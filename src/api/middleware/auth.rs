//! JWT authentication and role guards.
//!
//! `auth_middleware` validates the bearer token and stores an [`AuthUser`] in
//! the request extensions. The `require_*` guards run after it and answer 403
//! when the role does not fit the route group.

use axum::{
    extract::{Request, State},
    http::header,
    middleware::Next,
    response::Response,
};

use crate::error::{AppError, AppResult};
use crate::models::UserRole;
use crate::state::AppState;
use crate::utils::jwt::{Claims, validate_access_token};

/// Authenticated caller, extracted in handlers with `Extension<AuthUser>`.
#[derive(Debug, Clone, PartialEq, Eq)]
pub struct AuthUser {
    pub user_id: i32,
    pub email: String,
    pub role: UserRole,
    pub technician_id: Option<i32>,
    pub customer_id: Option<i32>,
}

impl TryFrom<Claims> for AuthUser {
    type Error = AppError;

    fn try_from(claims: Claims) -> AppResult<Self> {
        Ok(Self {
            user_id: claims.user_id()?,
            email: claims.email,
            role: claims.role,
            technician_id: claims.technician_id,
            customer_id: claims.customer_id,
        })
    }
}

impl AuthUser {
    /// Customer record behind a portal login.
    pub fn linked_customer(&self) -> AppResult<i32> {
        self.customer_id
            .ok_or_else(|| AppError::forbidden("Account is not linked to a customer"))
    }

    /// Technician record behind a field login.
    pub fn linked_technician(&self) -> AppResult<i32> {
        self.technician_id
            .ok_or_else(|| AppError::forbidden("Account is not linked to a technician"))
    }
}

fn bearer_token(request: &Request) -> AppResult<&str> {
    let value = request
        .headers()
        .get(header::AUTHORIZATION)
        .and_then(|h| h.to_str().ok())
        .ok_or_else(|| AppError::unauthorized("Missing authorization header"))?;

    value.strip_prefix("Bearer ").ok_or_else(|| {
        AppError::unauthorized("Invalid authorization header format. Expected: Bearer <token>")
    })
}

pub async fn auth_middleware(
    State(state): State<AppState>,
    mut request: Request,
    next: Next,
) -> Result<Response, AppError> {
    let claims = validate_access_token(bearer_token(&request)?, &state.jwt_config.secret)?;
    let user = AuthUser::try_from(claims)?;
    tracing::Span::current().record("user_id", user.user_id);
    request.extensions_mut().insert(user);

    Ok(next.run(request).await)
}

fn authenticated(request: &Request) -> AppResult<&AuthUser> {
    request
        .extensions()
        .get::<AuthUser>()
        .ok_or_else(|| AppError::unauthorized("Authentication required"))
}

async fn guard(
    request: Request,
    next: Next,
    allowed: fn(UserRole) -> bool,
    message: &'static str,
) -> Result<Response, AppError> {
    let user = authenticated(&request)?;
    if !allowed(user.role) {
        tracing::debug!(user_id = user.user_id, role = ?user.role, "Role not allowed on route");
        return Err(AppError::forbidden(message));
    }
    Ok(next.run(request).await)
}

/// Admins and dispatchers only.
pub async fn require_staff(request: Request, next: Next) -> Result<Response, AppError> {
    guard(request, next, UserRole::is_staff, "Staff access required").await
}

pub async fn require_customer(request: Request, next: Next) -> Result<Response, AppError> {
    guard(
        request,
        next,
        |role| role == UserRole::Customer,
        "Customer access required",
    )
    .await
}

pub async fn require_technician(request: Request, next: Next) -> Result<Response, AppError> {
    guard(
        request,
        next,
        |role| role == UserRole::Technician,
        "Technician access required",
    )
    .await
}
//! Async database connection pool.

use std::time::Duration;

use diesel_async::AsyncPgConnection;
use diesel_async::pooled_connection::AsyncDieselConnectionManager;
use diesel_async::pooled_connection::bb8::Pool;
use diesel_migrations::{EmbeddedMigrations, embed_migrations};

use crate::config::DatabaseConfig;
use crate::error::AppError;

/// bb8 pools are reference counted, so cloning is cheap and structs holding
/// one can derive `Clone` without an extra `Arc`.
pub type AsyncDbPool = Pool<AsyncPgConnection>;

/// Migrations compiled into the binary, applied by `hvacdesk migrate` or on
/// startup when `database.auto_migrate` is set.
pub const MIGRATIONS: EmbeddedMigrations = embed_migrations!("migrations");

/// Builds the pool and opens `min_connections` up front.
///
/// ```ignore
/// let pool = establish_async_connection_pool(&settings.database).await?;
/// let mut conn = pool.get().await?;
/// ```
pub async fn establish_async_connection_pool(
    config: &DatabaseConfig,
) -> Result<AsyncDbPool, AppError> {
    let manager = AsyncDieselConnectionManager::<AsyncPgConnection>::new(config.url.as_str());
    Pool::builder()
        .max_size(config.max_connections)
        .min_idle(Some(config.min_connections))
        .connection_timeout(Duration::from_secs(config.connection_timeout))
        .build(manager)
        .await
        .map_err(|e| AppError::ConnectionPool {
            source: anyhow::anyhow!("failed to build connection pool: {}", e),
        })
}

/// Pool that connects on first use. Lets routes be exercised without a
/// database; any handler that touches it fails with a pool error.
pub fn lazy_pool(database_url: &str) -> AsyncDbPool {
    let manager = AsyncDieselConnectionManager::<AsyncPgConnection>::new(database_url);
    Pool::builder()
        .connection_timeout(Duration::from_millis(250))
        .build_unchecked(manager)
}
use clap::Parser;

use hvacdesk::cli::{self, Cli};

#[tokio::main]
async fn main() -> anyhow::Result<()> {
    let cli = Cli::parse();

    let settings = cli::load_and_merge_config(&cli).map_err(|e| {
        eprintln!("Configuration error: {}", e);
        anyhow::anyhow!(e)
    })?;
    cli::init_logger_from_settings(&settings)?;

    tracing::debug!(version = hvacdesk::pkg_version(), "hvacdesk starting");

    if let Err(e) = cli::execute_command(&cli, settings).await {
        tracing::error!(error = ?e, "Command failed");
        return Err(e.into());
    }
    Ok(())
}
---------------
Make a copy of each line in the records that has the word "Option".

SOLUTION FOR THIS TASK:
    pub technician_id: Option<i32>,
    pub customer_id: Option<i32>,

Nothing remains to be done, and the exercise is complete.